─── SUPPLIED DATA ───

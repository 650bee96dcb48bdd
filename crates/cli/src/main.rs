//! DRAM controller simulator CLI.
//!
//! A single `run` subcommand: feed it a trace and an optional JSON config,
//! get back a sectioned statistics report.

use std::fs;
use std::io::BufReader;
use std::process;

use clap::{Parser, Subcommand};

use dramsim_core::config::Config;
use dramsim_core::driver::Driver;

#[derive(Parser, Debug)]
#[command(
    name = "dramsim",
    author,
    version,
    about = "Cycle-accurate DDRx DRAM memory controller simulator",
    long_about = "Replays a timestamped memory reference trace against a configurable DRAM\ntiming model and reports latency, command, and energy statistics.\n\nExample:\n  dramsim run trace.txt --config ddr3.json --max-clock 1000000"
)]
struct Cli {
    #[command(subcommand)]
    command: Commands,
}

#[derive(Subcommand, Debug)]
enum Commands {
    /// Replay a trace file against a DRAM configuration.
    Run {
        /// Path to a line-oriented memory reference trace.
        trace: String,

        /// JSON configuration file. Falls back to `Config::default()`.
        #[arg(long)]
        config: Option<String>,

        /// Stop after this many cycles even if the trace has not finished.
        #[arg(long)]
        max_clock: Option<u64>,

        /// Emit a tracing event for every command the scheduler issues.
        #[arg(long)]
        trace_commands: bool,

        /// Restrict the report to these sections (summary, commands, energy).
        /// Defaults to all of them.
        #[arg(long, value_delimiter = ',')]
        sections: Vec<String>,
    },
}

fn main() {
    let cli = Cli::parse();
    match cli.command {
        Commands::Run { trace, config, max_clock, trace_commands, sections } => {
            cmd_run(&trace, config.as_deref(), max_clock, trace_commands, &sections);
        }
    }
}

fn cmd_run(trace_path: &str, config_path: Option<&str>, max_clock: Option<u64>, trace_commands: bool, sections: &[String]) {
    init_tracing(trace_commands);

    let config = match config_path {
        Some(path) => load_config(path),
        None => Config::default(),
    };

    let mut driver = Driver::new(&config, max_clock).unwrap_or_else(|err| {
        eprintln!("Error: invalid configuration: {err}");
        process::exit(1);
    });

    let file = fs::File::open(trace_path).unwrap_or_else(|err| {
        eprintln!("Error: cannot open trace {trace_path}: {err}");
        process::exit(1);
    });

    let stats = driver.run(BufReader::new(file)).unwrap_or_else(|err| {
        eprintln!("Error: malformed trace {trace_path}: {err}");
        process::exit(1);
    });

    stats.print_sections(sections);
}

fn load_config(path: &str) -> Config {
    let text = fs::read_to_string(path).unwrap_or_else(|err| {
        eprintln!("Error: cannot read config {path}: {err}");
        process::exit(1);
    });
    serde_json::from_str(&text).unwrap_or_else(|err| {
        eprintln!("Error: invalid config {path}: {err}");
        process::exit(1);
    })
}

fn init_tracing(trace_commands: bool) {
    let filter = if trace_commands { "trace" } else { "warn" };
    tracing_subscriber::fmt()
        .with_env_filter(tracing_subscriber::EnvFilter::new(filter))
        .without_time()
        .init();
}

───

- **REQUIREMENT**: Pull every line containing "bool" out of the entries.

- **REPLY**:
        trace_commands: bool,
fn cmd_run(trace_path: &str, config_path: Option<&str>, max_clock: Option<u64>, trace_commands: bool, sections: &[String]) {
fn init_tracing(trace_commands: bool) {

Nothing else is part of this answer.